Count Your Lucky Stars by Alexandria Bellefleur
Published by Avon/William Morrow
Following Written in the Stars and Hang the Moon, Lambda Literary Award winner and national bestselling author Alexandria Bellefleur pens another steamy queer rom-com about former best friends who might be each other’s second chance at love…
Margot Cooper doesn’t do relationships. She tried and it blew up in her face, so she’ll stick with casual hookups, thank you very much. But now her entire crew has found “the one” and she’s beginning to feel like a fifth wheel. And then fate (the heartless bitch) intervenes. While touring a wedding venue with her engaged friends, Margot comes face-to-face with Olivia Grant—her childhood friend, her first love, her first… well, everything. It’s been ten years, but the moment they lock eyes, Margot’s cold, dead heart thumps in her chest.
Olivia must be hallucinating. In the decade since she last saw Margot, her life hasn’t gone exactly as planned. At almost thirty, she’s been married… and divorced. However, a wedding planner job in Seattle means a fresh start and a chance to follow her dreams. Never in a million years did she expect her important new client’s Best Woman would be the one that got away.
When a series of unfortunate events leaves Olivia without a place to stay, Margot offers up her spare room because she’s a Very Good Person. Obviously. It has nothing to do with the fact that Olivia is as beautiful as ever and the sparks between them still make Margot tingle. As they spend time in close quarters, Margot starts to question her no-strings stance. Olivia is everything she’s ever wanted, but Margot let her in once and it ended in disaster. Will history repeat itself or should she count her lucky stars that she gets a second chance with her first love?

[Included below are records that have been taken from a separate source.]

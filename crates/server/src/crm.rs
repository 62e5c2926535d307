//! HTTP client for the studio CRM. Every call runs behind a circuit
//! breaker: after enough consecutive transient failures the breaker opens
//! and calls fail fast until a half-open probe succeeds, which keeps a dead
//! CRM from stalling every conversation on a full timeout.

use std::sync::Mutex;
use std::time::Duration;

use async_trait::async_trait;
use chrono::{DateTime, Utc};
use reqwest::StatusCode;
use secrecy::ExposeSecret;
use serde::Deserialize;
use serde_json::json;
use tracing::{debug, warn};

use bookline_core::collab::{CrmClient, CrmError};
use bookline_core::config::CrmConfig;
use bookline_core::domain::booking::BookingRequest;
use bookline_core::domain::crm::{
    ClientId, ClientRecord, DateRange, Group, GroupId, Reservation, ReservationId, ScheduleEntry,
    ScheduleId,
};

#[derive(Clone, Copy, Debug, PartialEq, Eq)]
enum BreakerState {
    Closed { consecutive_failures: u32 },
    Open { since: DateTime<Utc> },
    HalfOpen,
}

/// Consecutive-failure breaker with a timed half-open probe.
pub struct CircuitBreaker {
    failure_threshold: u32,
    reset_after: chrono::Duration,
    state: Mutex<BreakerState>,
}

impl CircuitBreaker {
    pub fn new(failure_threshold: u32, reset_after: chrono::Duration) -> Self {
        Self {
            failure_threshold,
            reset_after,
            state: Mutex::new(BreakerState::Closed { consecutive_failures: 0 }),
        }
    }

    fn lock(&self) -> std::sync::MutexGuard<'_, BreakerState> {
        match self.state.lock() {
            Ok(guard) => guard,
            Err(poisoned) => poisoned.into_inner(),
        }
    }

    /// Whether a call may proceed. An open breaker transitions to half-open
    /// once the reset window has passed, admitting a single probe.
    pub fn allows(&self, now: DateTime<Utc>) -> bool {
        let mut state = self.lock();
        match *state {
            BreakerState::Closed { .. } | BreakerState::HalfOpen => true,
            BreakerState::Open { since } => {
                if now - since >= self.reset_after {
                    *state = BreakerState::HalfOpen;
                    true
                } else {
                    false
                }
            }
        }
    }

    pub fn record_success(&self) {
        *self.lock() = BreakerState::Closed { consecutive_failures: 0 };
    }

    pub fn record_failure(&self, now: DateTime<Utc>) {
        let mut state = self.lock();
        *state = match *state {
            BreakerState::Closed { consecutive_failures } => {
                let failures = consecutive_failures + 1;
                if failures >= self.failure_threshold {
                    warn!(
                        event_name = "crm_breaker_opened",
                        failures, "crm circuit breaker opened"
                    );
                    BreakerState::Open { since: now }
                } else {
                    BreakerState::Closed { consecutive_failures: failures }
                }
            }
            // A failed probe re-opens for a fresh window.
            BreakerState::HalfOpen | BreakerState::Open { .. } => BreakerState::Open { since: now },
        };
    }
}

pub struct HttpCrmClient {
    http: reqwest::Client,
    base_url: String,
    api_key: String,
    breaker: CircuitBreaker,
}

impl HttpCrmClient {
    pub fn new(config: &CrmConfig) -> Result<Self, CrmError> {
        let http = reqwest::Client::builder()
            .timeout(Duration::from_secs(config.timeout_secs))
            .build()
            .map_err(|error| CrmError::Transient { detail: error.to_string() })?;
        Ok(Self {
            http,
            base_url: config.base_url.trim_end_matches('/').to_string(),
            api_key: config.api_key.expose_secret().to_string(),
            breaker: CircuitBreaker::new(
                config.breaker_failure_threshold,
                chrono::Duration::seconds(config.breaker_reset_secs as i64),
            ),
        })
    }

    async fn request<T: serde::de::DeserializeOwned>(
        &self,
        method: reqwest::Method,
        path: &str,
        body: Option<serde_json::Value>,
    ) -> Result<T, CrmError> {
        if !self.breaker.allows(Utc::now()) {
            return Err(CrmError::Transient { detail: "crm circuit open".to_string() });
        }

        let mut request = self
            .http
            .request(method, format!("{}{path}", self.base_url))
            .bearer_auth(&self.api_key);
        if let Some(body) = body {
            request = request.json(&body);
        }

        let response = match request.send().await {
            Ok(response) => response,
            Err(error) => {
                self.breaker.record_failure(Utc::now());
                return Err(CrmError::Transient { detail: error.to_string() });
            }
        };

        let status = response.status();
        if status.is_success() {
            self.breaker.record_success();
            return response
                .json::<T>()
                .await
                .map_err(|error| CrmError::Transient { detail: error.to_string() });
        }

        let failure: ApiFailure = response.json().await.unwrap_or_default();
        let error = classify(status, &failure.code);
        if error.is_transient() {
            self.breaker.record_failure(Utc::now());
        } else {
            // A categorical refusal is a working CRM.
            self.breaker.record_success();
        }
        debug!(
            event_name = "crm_call_failed",
            status = status.as_u16(),
            code = %failure.code,
            error = %error,
            "crm call failed"
        );
        Err(error)
    }
}

/// Maps the CRM's refusal codes onto the conversation-level categories.
fn classify(status: StatusCode, code: &str) -> CrmError {
    match (status.as_u16(), code) {
        (409, "already_booked") => CrmError::AlreadyBooked,
        (409, "capacity_full") => CrmError::CapacityFull,
        (409, _) => CrmError::NoAvailability,
        (404, _) => CrmError::NotFound,
        (422, "in_past") => CrmError::InPast,
        (422, _) => CrmError::NoAvailability,
        _ => CrmError::Transient { detail: format!("http {status}, code {code}") },
    }
}

#[derive(Debug, Default, Deserialize)]
struct ApiFailure {
    #[serde(default)]
    code: String,
}

#[derive(Debug, Deserialize)]
struct ScheduleEntryPayload {
    id: String,
    group_id: String,
    teacher: Option<String>,
    starts_at: DateTime<Utc>,
    duration_minutes: u32,
    capacity: u32,
    booked: u32,
}

impl From<ScheduleEntryPayload> for ScheduleEntry {
    fn from(payload: ScheduleEntryPayload) -> Self {
        Self {
            id: ScheduleId(payload.id),
            group_id: GroupId(payload.group_id),
            teacher: payload.teacher,
            starts_at: payload.starts_at,
            duration_minutes: payload.duration_minutes,
            capacity: payload.capacity,
            booked: payload.booked,
        }
    }
}

#[derive(Debug, Deserialize)]
struct GroupPayload {
    id: String,
    name: String,
    style: Option<String>,
}

#[derive(Debug, Deserialize)]
struct ClientPayload {
    id: String,
    name: String,
    phone: String,
}

#[derive(Debug, Deserialize)]
struct ReservationPayload {
    id: String,
    client_id: String,
    schedule_id: String,
    created_at: DateTime<Utc>,
}

impl From<ReservationPayload> for Reservation {
    fn from(payload: ReservationPayload) -> Self {
        Self {
            id: ReservationId(payload.id),
            client_id: ClientId(payload.client_id),
            schedule_id: ScheduleId(payload.schedule_id),
            created_at: payload.created_at,
        }
    }
}

#[async_trait]
impl CrmClient for HttpCrmClient {
    async fn schedule(&self, range: DateRange) -> Result<Vec<ScheduleEntry>, CrmError> {
        let entries: Vec<ScheduleEntryPayload> = self
            .request(
                reqwest::Method::GET,
                &format!("/schedule?from={}&to={}", range.from, range.to),
                None,
            )
            .await?;
        Ok(entries.into_iter().map(ScheduleEntry::from).collect())
    }

    async fn groups(&self) -> Result<Vec<Group>, CrmError> {
        let groups: Vec<GroupPayload> =
            self.request(reqwest::Method::GET, "/groups", None).await?;
        Ok(groups
            .into_iter()
            .map(|payload| Group {
                id: GroupId(payload.id),
                name: payload.name,
                style: payload.style,
            })
            .collect())
    }

    async fn find_client_by_phone(&self, phone: &str) -> Result<Option<ClientRecord>, CrmError> {
        let result: Result<ClientPayload, CrmError> = self
            .request(reqwest::Method::GET, &format!("/clients?phone={phone}"), None)
            .await;
        match result {
            Ok(payload) => Ok(Some(ClientRecord {
                id: ClientId(payload.id),
                name: payload.name,
                phone: payload.phone,
            })),
            Err(CrmError::NotFound) => Ok(None),
            Err(error) => Err(error),
        }
    }

    async fn create_client(&self, name: &str, phone: &str) -> Result<ClientRecord, CrmError> {
        let payload: ClientPayload = self
            .request(
                reqwest::Method::POST,
                "/clients",
                Some(json!({ "name": name, "phone": phone })),
            )
            .await?;
        Ok(ClientRecord { id: ClientId(payload.id), name: payload.name, phone: payload.phone })
    }

    async fn create_booking(&self, request: &BookingRequest) -> Result<Reservation, CrmError> {
        let payload: ReservationPayload = self
            .request(
                reqwest::Method::POST,
                "/reservations",
                Some(json!({
                    "group": request.group,
                    "starts_at": request.starts_at,
                    "client_name": request.client_name,
                    "client_phone": request.client_phone,
                    "schedule_id": request.schedule_id.as_ref().map(|id| id.0.clone()),
                    "correlation_id": request.correlation_id,
                })),
            )
            .await?;
        Ok(payload.into())
    }

    async fn future_bookings(&self, phone: &str) -> Result<Vec<Reservation>, CrmError> {
        let reservations: Vec<ReservationPayload> = self
            .request(reqwest::Method::GET, &format!("/reservations?phone={phone}&future=true"), None)
            .await?;
        Ok(reservations.into_iter().map(Reservation::from).collect())
    }

    async fn cancel_booking(&self, reservation: &Reservation) -> Result<(), CrmError> {
        let _: serde_json::Value = self
            .request(
                reqwest::Method::DELETE,
                &format!("/reservations/{}", reservation.id.0),
                None,
            )
            .await?;
        Ok(())
    }

    async fn health_check(&self) -> Result<(), CrmError> {
        let _: serde_json::Value = self.request(reqwest::Method::GET, "/health", None).await?;
        Ok(())
    }
}

#[cfg(test)]
mod tests {
    use chrono::{Duration, TimeZone, Utc};
    use reqwest::StatusCode;

    use bookline_core::collab::CrmError;

    use super::{classify, CircuitBreaker};

    #[test]
    fn breaker_opens_after_threshold_and_probes_after_reset() {
        let breaker = CircuitBreaker::new(3, Duration::seconds(60));
        let start = Utc.with_ymd_and_hms(2026, 3, 2, 2, 0, 0).unwrap();

        breaker.record_failure(start);
        breaker.record_failure(start);
        assert!(breaker.allows(start));
        breaker.record_failure(start);
        assert!(!breaker.allows(start + Duration::seconds(30)));

        // Reset window passed: one probe is admitted.
        assert!(breaker.allows(start + Duration::seconds(61)));
        // Probe fails: open again for a fresh window.
        breaker.record_failure(start + Duration::seconds(61));
        assert!(!breaker.allows(start + Duration::seconds(90)));

        assert!(breaker.allows(start + Duration::seconds(130)));
        breaker.record_success();
        assert!(breaker.allows(start + Duration::seconds(131)));
    }

    #[test]
    fn success_resets_the_failure_streak() {
        let breaker = CircuitBreaker::new(2, Duration::seconds(60));
        let now = Utc.with_ymd_and_hms(2026, 3, 2, 2, 0, 0).unwrap();

        breaker.record_failure(now);
        breaker.record_success();
        breaker.record_failure(now);
        assert!(breaker.allows(now), "streak should have been reset by the success");
    }

    #[test]
    fn refusal_codes_map_to_categories() {
        assert_eq!(classify(StatusCode::CONFLICT, "already_booked"), CrmError::AlreadyBooked);
        assert_eq!(classify(StatusCode::CONFLICT, "capacity_full"), CrmError::CapacityFull);
        assert_eq!(classify(StatusCode::CONFLICT, "slot_taken"), CrmError::NoAvailability);
        assert_eq!(classify(StatusCode::NOT_FOUND, ""), CrmError::NotFound);
        assert_eq!(classify(StatusCode::UNPROCESSABLE_ENTITY, "in_past"), CrmError::InPast);
        assert!(classify(StatusCode::BAD_GATEWAY, "").is_transient());
    }
}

Alexandria Bellefleur is one of my new favorites. Earlier this year, I first picked up Hang the Moon and very promptly realized I should have been reading Bellefleur from the start. Some romance authors are good at tension and some are great. It’s the difference between Lisa Kleypas and everyone else. That stretching a moment, making it seem like that hand touch and that searing look could burn a house down. Alexandria Bellefleur takes notes from the greats in the genre but completely makes her world distinctly Alexandria Bellefleur.
Her world is Seattle, cake tastings, ferris wheels, snow lodges, and romantic Hollywood classics. I’m in a romcom of funny real-life situations in a world reminding me of.bright colors, wonderful weather, and movie nights with friends.
I’ve always loved romance. It’s my comfort place, my de-stresser, and the place I enter when I want to reassure myself of happy healthy relationships. As a queer woman, it hasn’t actually been that long since the big publishers realized queer romances are worthy and needed. I want them along with every other HEA/HFN I read in this genre. I want those hate-to-love, enemies-to-lovers, historical rakes between LGBTQIA characters too. I don’t want to see those being exclusive to heterosexual people.
I want tension, grumpy/sunshine, horny cake tasting scenes between women (most excellent). Alexandria Bellefleur gives me such quality romances.
Margot and Olivia get a second chance at romance when Brendon and Annie hire a wedding planner for their celebrations. Margot hasn’t seen Olivia since their summer fling went down the drainpipe. That whole dynamic of a summer fling between two best friends already has me screaming but the fact that it’s sapphic (bi/pan)? Lay me to rest because the sapphics ruin me every time.
Secondary-characters in this one are so much fun for me. It’s expected that romance readers are going to see previous book couples in the companion novels. It’s a catnip we all love and appreciate. Pretty much a genre staple at this point. Brendan is a meddling mama bear as always. His role in life is convince everyone he loves and caress about that their perfect someone is out there. Brendan’s antics put a goofy grin on my face every time.
Olivia and Margot have that perfect gay disaster/found family vibe. If you love gays with cats, messy situations, and ‘the way you look at me i burn i pine’ in your romance? Absolutely pre-order.
Alexandria Bellefleur gifted the pastel romantic gays with Count Your Lucky Stars. Highly recommended.
Thank you to Avon/William Morrow for an e-arc for review.